What we have, in total, is a pattern of converging evidence: population studies showing elevated stroke and heart attack risk in people with high erythritol blood levels, a platelet-clumping study showing increased clot formation, and now a mechanistic cell study showing how erythritol damages brain blood vessel cells. Each piece of the puzzle, taken alone, is not definitive. Together, they form a picture that serious medical researchers are taking very seriously.

The sensible response is not panic, but it's also not dismissal. It's recalibration.

Bottom Line: What You Should Actually Do

  • Don't assume "sugar-free" means risk-free. The absence of sugar doesn't make a product healthy by default. Always check the sweetener used.
  • Read every label. Look for "erythritol" or "sugar alcohol" in ingredient lists — especially on keto and diet products you use daily.
  • Diversify your sweeteners. If you use erythritol occasionally, the current research suggests low risk. If you're consuming it multiple times a day, that's worth reconsidering.
  • Try pure stevia or monk fruit extract as replacements. These currently show no similar vascular risk signals — just make sure they're not blended with erythritol.
  • When possible, reduce overall sweetener reliance. Training your palate to need less sweetness is, across the board, the most effective long-term strategy for brain and cardiovascular health.
  • Talk to your doctor if you have existing cardiovascular risk factors — high blood pressure, family history of stroke, diabetes — and you're a heavy erythritol consumer.

The Bigger Lesson About "Healthy" Foods

There's a broader takeaway here that goes beyond erythritol specifically. The food industry has a long and well-documented history of replacing one problematic ingredient with another — and declaring victory before the long-term evidence comes in. Full-fat dairy was replaced by low-fat products loaded with sugar. Sugar was replaced by high-fructose corn syrup. Butter was replaced by trans-fat-laden margarine. And over and over again, the "healthier" replacement turned out to carry its own risks that took years to surface.

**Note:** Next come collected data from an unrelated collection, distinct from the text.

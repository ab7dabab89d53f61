//! agora-config - 配置加载库
//!
//! 加载顺序：`{dir}/default.toml` → `{dir}/{APP_ENV}.toml` → `AGORA_` 前缀环境变量
//! （嵌套字段用 `__` 分隔，例如 `AGORA_JWT__SECRET`）。

use figment::{
    Figment,
    providers::{Env, Format, Toml},
};
use secrecy::{ExposeSecret, Secret};
use serde::Deserialize;
use thiserror::Error;

/// 开发环境默认签名密钥，生产环境禁止使用
pub const DEV_JWT_SECRET: &str = "dev-only-insecure-signing-secret-change-me";

/// 生产环境签名密钥最小长度（字节）
pub const MIN_PRODUCTION_SECRET_LEN: usize = 32;

/// 会话令牌有效期上限（秒），30 天
pub const MAX_SESSION_TTL_SECS: u64 = 30 * 24 * 3600;

/// 激活令牌有效期上限（小时），30 天
pub const MAX_VERIFICATION_TTL_HOURS: i64 = 30 * 24;

#[derive(Debug, Error)]
pub enum ConfigError {
    #[error("Failed to load config: {0}")]
    Load(#[from] figment::Error),

    #[error("Invalid config: {0}")]
    Invalid(String),
}

/// 数据库配置
///
/// 未配置 `url` 时使用进程内存储。
#[derive(Debug, Clone, Deserialize)]
pub struct DatabaseConfig {
    pub url: Option<Secret<String>>,
    #[serde(default = "default_max_connections")]
    pub max_connections: u32,
}

impl Default for DatabaseConfig {
    fn default() -> Self {
        Self {
            url: None,
            max_connections: default_max_connections(),
        }
    }
}

fn default_max_connections() -> u32 {
    // 根据环境自动调整连接池大小
    match std::env::var("APP_ENV").as_deref() {
        Ok("production") => 50,
        _ => 10,
    }
}

/// JWT 配置
#[derive(Debug, Clone, Deserialize)]
pub struct JwtConfig {
    pub secret: Secret<String>,
    #[serde(default = "default_expires_in_secs")]
    pub expires_in_secs: u64,
    #[serde(default = "default_issuer")]
    pub issuer: String,
}

fn default_expires_in_secs() -> u64 {
    900
}

fn default_issuer() -> String {
    "agora".to_string()
}

/// 账户验证配置
#[derive(Debug, Clone, Deserialize)]
pub struct VerificationConfig {
    /// 验证链接前缀，例如 `http://localhost:8080`
    pub base_url: String,
    #[serde(default = "default_token_ttl_hours")]
    pub token_ttl_hours: i64,
    #[serde(default = "default_cleanup_interval_secs")]
    pub cleanup_interval_secs: u64,
}

fn default_token_ttl_hours() -> i64 {
    24
}

fn default_cleanup_interval_secs() -> u64 {
    3600
}

/// 服务器配置
#[derive(Debug, Clone, Deserialize)]
pub struct ServerConfig {
    pub host: String,
    pub port: u16,
}

/// 遥测配置
#[derive(Debug, Clone, Deserialize)]
pub struct TelemetryConfig {
    #[serde(default = "default_log_level")]
    pub log_level: String,
    /// `/metrics` 单独监听的端口，与 API 端口分开
    #[serde(default = "default_metrics_port")]
    pub metrics_port: u16,
}

impl Default for TelemetryConfig {
    fn default() -> Self {
        Self {
            log_level: default_log_level(),
            metrics_port: default_metrics_port(),
        }
    }
}

fn default_log_level() -> String {
    "info".to_string()
}

fn default_metrics_port() -> u16 {
    9100
}

/// 邮件配置
#[derive(Debug, Clone, Deserialize)]
pub struct EmailConfig {
    pub smtp_host: String,
    pub smtp_port: u16,
    pub username: Option<String>,
    pub password: Option<Secret<String>>,
    pub from_email: String,
    pub from_name: String,
    #[serde(default)]
    pub use_tls: bool,
    #[serde(default = "default_timeout_secs")]
    pub timeout_secs: u64,
    /// 后台发送队列容量
    #[serde(default = "default_queue_capacity")]
    pub queue_capacity: usize,
}

fn default_timeout_secs() -> u64 {
    30
}

fn default_queue_capacity() -> usize {
    256
}

/// 应用配置
#[derive(Debug, Clone, Deserialize)]
pub struct AppConfig {
    pub app_name: String,
    pub app_env: String,
    pub server: ServerConfig,
    #[serde(default)]
    pub database: DatabaseConfig,
    pub jwt: JwtConfig,
    pub verification: VerificationConfig,
    pub email: EmailConfig,
    #[serde(default)]
    pub telemetry: TelemetryConfig,
}

impl AppConfig {
    /// 从配置文件和环境变量加载配置
    pub fn load(config_dir: &str) -> Result<Self, ConfigError> {
        let env = std::env::var("APP_ENV").unwrap_or_else(|_| "development".to_string());
        let config: Self = Self::figment(config_dir, &env).extract()?;
        Ok(config)
    }

    /// 构建配置源，便于测试时直接 extract
    pub fn figment(config_dir: &str, env: &str) -> Figment {
        Figment::new()
            .merge(Toml::file(format!("{}/default.toml", config_dir)))
            .merge(Toml::file(format!("{}/{}.toml", config_dir, env)))
            .merge(Env::prefixed("AGORA_").split("__"))
    }

    /// 校验安全相关配置
    pub fn validate(&self) -> Result<(), ConfigError> {
        let secret = self.jwt.secret.expose_secret();
        if secret.trim().is_empty() {
            return Err(ConfigError::Invalid("jwt.secret must not be empty".into()));
        }

        if self.is_production() {
            if secret == DEV_JWT_SECRET {
                return Err(ConfigError::Invalid(
                    "jwt.secret must be overridden in production".into(),
                ));
            }
            if secret.len() < MIN_PRODUCTION_SECRET_LEN {
                return Err(ConfigError::Invalid(format!(
                    "jwt.secret must be at least {} bytes in production",
                    MIN_PRODUCTION_SECRET_LEN
                )));
            }
        }

        if self.jwt.expires_in_secs == 0 || self.jwt.expires_in_secs > MAX_SESSION_TTL_SECS {
            return Err(ConfigError::Invalid(format!(
                "jwt.expires_in_secs must be between 1 and {}",
                MAX_SESSION_TTL_SECS
            )));
        }

        if self.verification.token_ttl_hours <= 0
            || self.verification.token_ttl_hours > MAX_VERIFICATION_TTL_HOURS
        {
            return Err(ConfigError::Invalid(format!(
                "verification.token_ttl_hours must be between 1 and {}",
                MAX_VERIFICATION_TTL_HOURS
            )));
        }

        if self.verification.cleanup_interval_secs == 0 {
            return Err(ConfigError::Invalid(
                "verification.cleanup_interval_secs must be positive".into(),
            ));
        }

        if self.verification.base_url.trim().is_empty() {
            return Err(ConfigError::Invalid("verification.base_url must be set".into()));
        }

        if self.telemetry.metrics_port == self.server.port {
            return Err(ConfigError::Invalid(
                "telemetry.metrics_port must differ from server.port".into(),
            ));
        }

        if self.email.queue_capacity == 0 {
            return Err(ConfigError::Invalid("email.queue_capacity must be positive".into()));
        }

        Ok(())
    }

    /// 是否为生产环境
    pub fn is_production(&self) -> bool {
        self.app_env == "production"
    }
}

#[cfg(test)]
mod tests;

Erythritol may be following that same trajectory. For two decades, it was the darling of the health food world — the sweetener that let you have it all. Now, the science is catching up, and it's asking us to slow down and look more carefully.

The science around erythritol is still evolving. Researchers themselves are cautious about drawing definitive conclusions. But the accumulating evidence is enough to warrant consumer awareness — and enough to make the casual, multiple-times-a-day consumption that has become normal in health-conscious American diets worth reconsidering.

Next time you reach for a keto bar or pour yourself a glass of sugar-free lemonade, it's worth a five-second label check. Your brain — specifically, the tiny blood vessels keeping it alive — might thank you for it.

Sources & Research Referenced:
Berry AR et al. "The non-nutritive sweetener erythritol adversely affects brain microvascular endothelial cell function." Journal of Applied Physiology, 2025; 138(6):1571–1577. DOI: 10.1152/japplphysiol.00276.2025  ·  University of Colorado Boulder press release, March 28, 2026  ·  American Physiological Society Summit presentation, April 2025  ·  Cleveland Clinic / Nature Medicine observational study, ~4,000 participants, 2023  ·  ScienceAlert / The Conversation, Feb 2026  ·  Medical News Today, July 2025.

This article is for informational purposes only and does not constitute medical advice. Consult your healthcare provider before making significant dietary changes.